I will, however, let you in on a choice upside to my current hermitage in the wilderness: my house contains a respectable library to which I have unfettered access. (I fancy myself a bit of a caretaker, actually.) What this means for you, dear reader, is that whenever I look something up in the Oxford Universal, the Chambers Biographical, or Bartlett's Familiar Quotations (so good), you now have the assurance that I haven't just copy-pasted some quasi-reliable Wiki, or even done a lackadaisical search on the Difference Dictionary. I'm doing it the old-fashioned way for the first time in my short, technology-addled life. And it's embarrassing to note how weak my short-term memory can be, and how desperately I wish these books were illustrated.

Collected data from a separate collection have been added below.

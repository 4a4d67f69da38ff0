use rustyline::{error::ReadlineError, DefaultEditor};

use graphlens::schema_context::{DynamicSchemaExtractor, DynamicSchemaResult};

fn print_usage() {
    println!("GraphLens Commands:");
    println!("  <question>        - Extract the schema context for a question (default)");
    println!("  :terms <text>     - Show extracted terms and candidate labels/types");
    println!("  :json <text>      - Extract and print the result as JSON");
    println!("  :stats            - Show cache metrics");
    println!("  :clear            - Clear the result cache");
    println!("  :reload           - Reload mapping tables (clears the cache)");
    println!("  :help             - Show this help");
    println!("  :quit             - Exit");
    println!();
    println!("Examples:");
    println!("  查询张三的凭证信息");
    println!("  :terms 显示应付账款科目的余额");
}

pub fn print_result(result: &DynamicSchemaResult, json: bool) -> anyhow::Result<()> {
    if json {
        println!("{}", serde_json::to_string_pretty(result)?);
    } else {
        println!("{}", result.to_markdown());
    }
    Ok(())
}

pub async fn run(extractor: &DynamicSchemaExtractor, json: bool) -> anyhow::Result<()> {
    let mut rl = DefaultEditor::new()?;

    let term_mode = if extractor.suggester_enabled() {
        "rules + LLM"
    } else {
        "rules only"
    };
    println!(
        "\nGraphLens v{} ({} term extraction)",
        env!("CARGO_PKG_VERSION"),
        term_mode
    );
    println!("Type :help for commands.\n");

    loop {
        match rl.readline("graphlens :) ") {
            Ok(line) => {
                let input = line.trim();
                if input.is_empty() {
                    continue;
                }
                rl.add_history_entry(input)?;

                if input.starts_with(':') {
                    let parts: Vec<&str> = input.splitn(2, ' ').collect();
                    let cmd = parts[0];
                    let arg = parts.get(1).map(|s| s.trim()).filter(|s| !s.is_empty());

                    match cmd {
                        ":help" | ":h" => print_usage(),
                        ":quit" | ":q" | ":exit" => break,
                        ":clear" => {
                            extractor.clear_cache();
                            println!("Cache cleared.");
                        }
                        ":reload" => match extractor.reload_mappings() {
                            Ok(tables) => println!("Reloaded mapping tables '{}'.", tables.name()),
                            Err(e) => eprintln!("Reload failed, keeping current tables: {}", e),
                        },
                        ":stats" => {
                            let metrics = extractor.cache_metrics();
                            println!("\n=== Cache ===\n");
                            println!("  entries:     {}/{}", metrics.size, metrics.max_entries);
                            println!("  hits:        {}", metrics.hits);
                            println!("  misses:      {}", metrics.misses);
                            println!("  expirations: {}", metrics.expirations);
                            println!("  evictions:   {}", metrics.evictions);
                            println!("  hit rate:    {:.1}%\n", metrics.hit_rate() * 100.0);
                        }
                        ":terms" | ":t" => match arg {
                            Some(text) => {
                                let terms = extractor.extract_terms(text).await;
                                let candidates = extractor.match_candidates(&terms);
                                println!("\n  entities:   {:?}", terms.entities);
                                println!("  attributes: {:?}", terms.attributes);
                                println!("  actions:    {:?}", terms.actions);
                                println!("  labels:     {:?}", candidates.node_labels);
                                println!("  rel types:  {:?}\n", candidates.relationship_types);
                            }
                            None => println!("Usage: :terms <text>"),
                        },
                        ":json" | ":j" => match arg {
                            Some(text) => extract_and_print(extractor, text, true).await,
                            None => println!("Usage: :json <text>"),
                        },
                        _ => {
                            println!(
                                "Unknown command: {}. Type :help for available commands.",
                                cmd
                            );
                        }
                    }
                    continue;
                }

                extract_and_print(extractor, input, json).await;
            }
            Err(ReadlineError::Interrupted) | Err(ReadlineError::Eof) => {
                println!("\nBye.");
                break;
            }
            Err(err) => {
                eprintln!("Error: {:?}", err);
                break;
            }
        }
    }

    Ok(())
}

async fn extract_and_print(extractor: &DynamicSchemaExtractor, text: &str, json: bool) {
    match extractor.extract(text).await {
        Ok(result) => {
            if let Err(e) = print_result(&result, json) {
                eprintln!("Error: {}", e);
            }
        }
        Err(e) => eprintln!("Error: {}", e),
    }
}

For example, the Leyden-jar mentioned on page 245, according to the OUD, is an electrical apparatus conducting charge from a tinfoil-coated glass bulb via a brass rod running through its corked lid. It uses the phrase "communicating with the internal armature." Now you know. (Sort of.)



Then I asked the CBD about a "Ballester-Molina" handgun, only to find a golfer and a Jesuit, which, though unhelpful, led me on a fascinating referential journey on the concept of original sin. (From 1449: "The sect of Pelagianys, which helden that a man bi his fre wil mai deserue heuen withoute grace.")

A phalanstery, circa 1850, refers to the Rousseauian and Fourierist (that's Charles, the social theorist, not Jean Baptiste, the mathematician that hung out with Napoleon) conception of small, socially integrated communities, self-sustaining and familiar. Rooted from "phalanx." Related to Panty-suckers. Err, Pantisocrats, who simply think all men are equal.

(And did you know that there is a Samuel Coleridge-Taylor, not just a Samuel Taylor Coleridge? The former being the composer of Hiawatha, I feel it would be especially unfortunate to confuse the two.)

2 comments:

  1. I am in utter envy of your contemplative time. I'll have my own informative apologetic note up tomorrow, and then we'll begin tackling the latter half of the book.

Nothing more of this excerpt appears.